# Your objective
Below is a listing from which only part is wanted; return exactly the lines from the one with "parts by category." up to and including the one with "for entry in".

=== Begin Enclosure ===

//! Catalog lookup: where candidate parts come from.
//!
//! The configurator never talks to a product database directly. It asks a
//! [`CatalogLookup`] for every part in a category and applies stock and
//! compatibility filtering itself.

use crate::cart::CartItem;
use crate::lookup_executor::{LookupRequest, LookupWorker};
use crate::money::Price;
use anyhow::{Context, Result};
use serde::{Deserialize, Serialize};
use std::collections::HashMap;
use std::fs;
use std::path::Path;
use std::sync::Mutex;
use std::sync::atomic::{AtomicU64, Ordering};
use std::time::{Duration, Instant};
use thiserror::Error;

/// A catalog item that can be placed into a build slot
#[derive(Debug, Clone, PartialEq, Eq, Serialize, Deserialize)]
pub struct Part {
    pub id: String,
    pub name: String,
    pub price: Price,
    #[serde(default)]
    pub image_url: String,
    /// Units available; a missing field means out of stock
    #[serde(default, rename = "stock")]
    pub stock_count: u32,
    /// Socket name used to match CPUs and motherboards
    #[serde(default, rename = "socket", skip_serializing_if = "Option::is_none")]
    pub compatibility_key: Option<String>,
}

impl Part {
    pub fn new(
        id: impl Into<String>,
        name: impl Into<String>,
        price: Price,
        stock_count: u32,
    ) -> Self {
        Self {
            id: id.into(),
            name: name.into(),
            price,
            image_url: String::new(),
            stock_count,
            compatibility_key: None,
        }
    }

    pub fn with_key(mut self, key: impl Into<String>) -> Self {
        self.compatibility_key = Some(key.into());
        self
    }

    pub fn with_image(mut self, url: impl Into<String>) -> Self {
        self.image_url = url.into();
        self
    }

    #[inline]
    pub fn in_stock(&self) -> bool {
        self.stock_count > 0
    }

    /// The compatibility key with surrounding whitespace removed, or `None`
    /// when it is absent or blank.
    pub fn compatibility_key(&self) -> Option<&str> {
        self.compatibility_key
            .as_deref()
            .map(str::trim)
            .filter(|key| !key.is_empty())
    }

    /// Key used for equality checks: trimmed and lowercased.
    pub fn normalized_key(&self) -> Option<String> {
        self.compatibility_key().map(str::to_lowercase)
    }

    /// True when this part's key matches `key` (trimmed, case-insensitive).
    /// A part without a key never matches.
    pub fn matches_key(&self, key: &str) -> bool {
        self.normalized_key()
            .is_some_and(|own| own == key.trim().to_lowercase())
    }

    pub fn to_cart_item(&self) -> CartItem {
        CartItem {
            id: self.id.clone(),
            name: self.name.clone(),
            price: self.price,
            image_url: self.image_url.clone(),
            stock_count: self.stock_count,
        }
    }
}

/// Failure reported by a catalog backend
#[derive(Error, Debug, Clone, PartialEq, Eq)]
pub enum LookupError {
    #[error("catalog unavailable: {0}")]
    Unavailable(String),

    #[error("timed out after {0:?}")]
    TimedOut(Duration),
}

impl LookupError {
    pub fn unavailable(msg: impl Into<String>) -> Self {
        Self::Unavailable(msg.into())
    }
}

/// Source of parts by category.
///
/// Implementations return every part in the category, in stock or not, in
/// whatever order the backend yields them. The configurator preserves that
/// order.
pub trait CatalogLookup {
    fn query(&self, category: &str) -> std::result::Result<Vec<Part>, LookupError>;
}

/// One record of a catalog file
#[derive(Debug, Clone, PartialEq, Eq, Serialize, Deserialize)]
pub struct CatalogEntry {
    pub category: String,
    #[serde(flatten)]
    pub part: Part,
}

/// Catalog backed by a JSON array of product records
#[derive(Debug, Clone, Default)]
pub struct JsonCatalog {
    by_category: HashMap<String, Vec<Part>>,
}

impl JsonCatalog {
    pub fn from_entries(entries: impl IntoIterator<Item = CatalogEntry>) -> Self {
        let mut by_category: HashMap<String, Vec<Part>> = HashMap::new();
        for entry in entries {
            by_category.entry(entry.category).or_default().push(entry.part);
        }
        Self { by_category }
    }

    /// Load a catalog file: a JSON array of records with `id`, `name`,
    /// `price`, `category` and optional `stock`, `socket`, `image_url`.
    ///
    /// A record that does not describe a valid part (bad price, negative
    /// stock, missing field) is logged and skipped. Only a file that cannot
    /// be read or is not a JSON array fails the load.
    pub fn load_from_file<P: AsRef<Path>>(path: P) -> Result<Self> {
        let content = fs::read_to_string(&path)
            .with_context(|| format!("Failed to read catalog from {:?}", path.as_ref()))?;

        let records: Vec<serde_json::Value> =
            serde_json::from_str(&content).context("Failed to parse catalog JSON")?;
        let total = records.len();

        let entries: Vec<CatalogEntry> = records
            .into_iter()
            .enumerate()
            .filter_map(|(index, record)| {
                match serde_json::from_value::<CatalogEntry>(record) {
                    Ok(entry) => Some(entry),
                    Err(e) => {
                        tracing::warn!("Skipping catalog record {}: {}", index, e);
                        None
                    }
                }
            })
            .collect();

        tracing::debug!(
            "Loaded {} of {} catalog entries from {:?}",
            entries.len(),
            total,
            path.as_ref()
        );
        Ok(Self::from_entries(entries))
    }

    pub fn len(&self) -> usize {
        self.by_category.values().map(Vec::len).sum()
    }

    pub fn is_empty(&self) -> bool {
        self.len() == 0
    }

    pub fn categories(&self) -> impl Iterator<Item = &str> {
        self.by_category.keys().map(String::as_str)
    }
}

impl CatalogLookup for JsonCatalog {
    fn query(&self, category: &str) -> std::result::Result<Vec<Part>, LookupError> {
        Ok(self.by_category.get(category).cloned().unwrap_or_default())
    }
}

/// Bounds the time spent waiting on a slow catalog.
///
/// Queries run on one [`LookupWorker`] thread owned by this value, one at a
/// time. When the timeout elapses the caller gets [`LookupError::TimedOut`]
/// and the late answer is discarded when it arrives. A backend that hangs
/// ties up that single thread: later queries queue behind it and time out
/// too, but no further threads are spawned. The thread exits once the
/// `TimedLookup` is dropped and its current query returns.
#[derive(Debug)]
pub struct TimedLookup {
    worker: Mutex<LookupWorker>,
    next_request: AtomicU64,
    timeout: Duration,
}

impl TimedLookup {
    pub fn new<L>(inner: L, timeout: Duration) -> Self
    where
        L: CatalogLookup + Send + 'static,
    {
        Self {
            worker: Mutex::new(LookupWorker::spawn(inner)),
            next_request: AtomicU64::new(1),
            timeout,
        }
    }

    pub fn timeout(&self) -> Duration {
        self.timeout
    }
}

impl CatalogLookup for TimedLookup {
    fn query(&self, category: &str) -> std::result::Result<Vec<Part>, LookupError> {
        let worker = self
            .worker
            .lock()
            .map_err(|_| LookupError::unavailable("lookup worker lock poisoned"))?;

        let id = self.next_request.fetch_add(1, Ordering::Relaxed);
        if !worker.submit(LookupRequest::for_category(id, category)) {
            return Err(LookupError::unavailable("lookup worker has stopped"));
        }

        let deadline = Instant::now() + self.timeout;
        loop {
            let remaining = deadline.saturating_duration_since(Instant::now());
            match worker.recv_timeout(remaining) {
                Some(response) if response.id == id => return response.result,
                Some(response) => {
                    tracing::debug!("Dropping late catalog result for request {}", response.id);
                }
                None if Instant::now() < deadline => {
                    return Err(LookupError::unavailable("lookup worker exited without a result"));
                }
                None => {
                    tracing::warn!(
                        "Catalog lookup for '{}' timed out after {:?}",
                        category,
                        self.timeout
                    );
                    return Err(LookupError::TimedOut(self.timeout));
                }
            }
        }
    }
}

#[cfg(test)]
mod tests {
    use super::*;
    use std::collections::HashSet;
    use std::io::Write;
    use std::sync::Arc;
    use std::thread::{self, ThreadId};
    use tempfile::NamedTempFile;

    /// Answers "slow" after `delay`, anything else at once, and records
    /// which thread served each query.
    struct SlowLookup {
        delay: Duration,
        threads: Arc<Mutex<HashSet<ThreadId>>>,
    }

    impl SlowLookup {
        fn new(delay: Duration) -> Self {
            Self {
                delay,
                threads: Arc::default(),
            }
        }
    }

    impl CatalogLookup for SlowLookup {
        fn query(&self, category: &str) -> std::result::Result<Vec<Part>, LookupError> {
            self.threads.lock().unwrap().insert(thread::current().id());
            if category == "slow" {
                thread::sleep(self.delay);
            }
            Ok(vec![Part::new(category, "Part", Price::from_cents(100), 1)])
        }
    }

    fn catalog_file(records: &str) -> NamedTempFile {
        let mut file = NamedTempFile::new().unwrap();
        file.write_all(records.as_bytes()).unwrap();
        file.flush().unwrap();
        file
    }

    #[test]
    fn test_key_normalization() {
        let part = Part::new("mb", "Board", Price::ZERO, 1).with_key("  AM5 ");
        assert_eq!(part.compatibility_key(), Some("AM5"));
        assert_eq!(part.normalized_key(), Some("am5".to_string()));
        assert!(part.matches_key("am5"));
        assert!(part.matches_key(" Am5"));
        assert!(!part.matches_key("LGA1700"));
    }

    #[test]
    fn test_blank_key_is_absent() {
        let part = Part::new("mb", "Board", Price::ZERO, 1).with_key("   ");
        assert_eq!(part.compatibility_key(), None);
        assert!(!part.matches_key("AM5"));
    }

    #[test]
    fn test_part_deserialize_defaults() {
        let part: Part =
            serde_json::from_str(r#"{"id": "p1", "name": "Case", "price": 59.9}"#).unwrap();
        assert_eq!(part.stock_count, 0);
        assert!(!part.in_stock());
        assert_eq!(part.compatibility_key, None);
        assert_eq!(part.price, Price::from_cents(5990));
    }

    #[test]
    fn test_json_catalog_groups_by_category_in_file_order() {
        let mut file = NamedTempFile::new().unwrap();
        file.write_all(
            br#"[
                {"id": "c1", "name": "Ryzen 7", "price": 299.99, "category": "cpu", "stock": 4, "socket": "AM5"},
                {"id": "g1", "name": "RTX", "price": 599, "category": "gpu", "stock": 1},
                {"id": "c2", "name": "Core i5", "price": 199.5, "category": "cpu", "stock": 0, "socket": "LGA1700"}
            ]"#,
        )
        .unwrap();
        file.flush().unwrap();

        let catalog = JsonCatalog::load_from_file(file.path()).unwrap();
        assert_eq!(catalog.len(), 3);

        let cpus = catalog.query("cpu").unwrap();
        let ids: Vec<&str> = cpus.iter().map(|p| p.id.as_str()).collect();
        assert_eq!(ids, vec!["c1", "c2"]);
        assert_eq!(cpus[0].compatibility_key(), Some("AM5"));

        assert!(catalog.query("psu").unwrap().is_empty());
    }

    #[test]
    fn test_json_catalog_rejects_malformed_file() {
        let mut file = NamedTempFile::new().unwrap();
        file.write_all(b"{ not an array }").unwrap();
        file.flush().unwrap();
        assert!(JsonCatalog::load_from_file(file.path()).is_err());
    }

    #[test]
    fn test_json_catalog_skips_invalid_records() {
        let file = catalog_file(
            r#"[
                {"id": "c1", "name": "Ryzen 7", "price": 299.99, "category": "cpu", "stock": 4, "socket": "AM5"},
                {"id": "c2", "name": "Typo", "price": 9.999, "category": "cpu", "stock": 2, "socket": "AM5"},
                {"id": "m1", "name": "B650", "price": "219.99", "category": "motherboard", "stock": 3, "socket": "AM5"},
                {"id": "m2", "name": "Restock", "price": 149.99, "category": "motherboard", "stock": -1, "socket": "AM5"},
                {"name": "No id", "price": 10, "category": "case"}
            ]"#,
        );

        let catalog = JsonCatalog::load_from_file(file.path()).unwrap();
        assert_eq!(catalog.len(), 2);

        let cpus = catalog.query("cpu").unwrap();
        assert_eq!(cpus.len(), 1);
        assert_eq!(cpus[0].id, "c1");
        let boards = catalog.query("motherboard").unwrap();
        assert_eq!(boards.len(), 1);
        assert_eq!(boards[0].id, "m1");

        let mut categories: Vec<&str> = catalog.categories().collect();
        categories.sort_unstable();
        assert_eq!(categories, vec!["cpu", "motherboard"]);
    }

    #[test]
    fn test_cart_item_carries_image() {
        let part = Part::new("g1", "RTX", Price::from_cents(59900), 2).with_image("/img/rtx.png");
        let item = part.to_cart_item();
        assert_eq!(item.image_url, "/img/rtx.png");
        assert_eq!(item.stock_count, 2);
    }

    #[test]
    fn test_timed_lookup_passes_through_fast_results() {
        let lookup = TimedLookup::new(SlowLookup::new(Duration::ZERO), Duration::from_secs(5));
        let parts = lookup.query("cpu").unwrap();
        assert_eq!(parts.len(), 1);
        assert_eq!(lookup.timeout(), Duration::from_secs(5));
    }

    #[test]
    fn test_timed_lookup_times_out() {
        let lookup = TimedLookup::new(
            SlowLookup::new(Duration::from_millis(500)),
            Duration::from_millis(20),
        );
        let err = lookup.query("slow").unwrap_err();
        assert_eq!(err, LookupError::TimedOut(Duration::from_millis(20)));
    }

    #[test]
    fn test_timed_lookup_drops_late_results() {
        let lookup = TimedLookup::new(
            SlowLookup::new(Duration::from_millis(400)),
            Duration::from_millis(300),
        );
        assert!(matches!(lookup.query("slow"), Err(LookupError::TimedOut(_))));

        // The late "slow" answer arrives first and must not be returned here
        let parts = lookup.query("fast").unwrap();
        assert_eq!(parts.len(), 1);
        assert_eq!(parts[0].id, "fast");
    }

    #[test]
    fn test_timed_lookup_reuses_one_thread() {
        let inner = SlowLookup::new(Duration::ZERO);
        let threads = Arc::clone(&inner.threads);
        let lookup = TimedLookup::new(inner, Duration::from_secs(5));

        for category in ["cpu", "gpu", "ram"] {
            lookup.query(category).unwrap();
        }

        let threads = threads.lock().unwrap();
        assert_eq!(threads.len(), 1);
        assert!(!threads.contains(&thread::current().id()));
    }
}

=== End Enclosure ===

# Written response
/// Source of parts by category.
///
/// Implementations return every part in the category, in stock or not, in
/// whatever order the backend yields them. The configurator preserves that
/// order.
pub trait CatalogLookup {
    fn query(&self, category: &str) -> std::result::Result<Vec<Part>, LookupError>;
}

/// One record of a catalog file
#[derive(Debug, Clone, PartialEq, Eq, Serialize, Deserialize)]
pub struct CatalogEntry {
    pub category: String,
    #[serde(flatten)]
    pub part: Part,
}

/// Catalog backed by a JSON array of product records
#[derive(Debug, Clone, Default)]
pub struct JsonCatalog {
    by_category: HashMap<String, Vec<Part>>,
}

impl JsonCatalog {
    pub fn from_entries(entries: impl IntoIterator<Item = CatalogEntry>) -> Self {
        let mut by_category: HashMap<String, Vec<Part>> = HashMap::new();
        for entry in entries {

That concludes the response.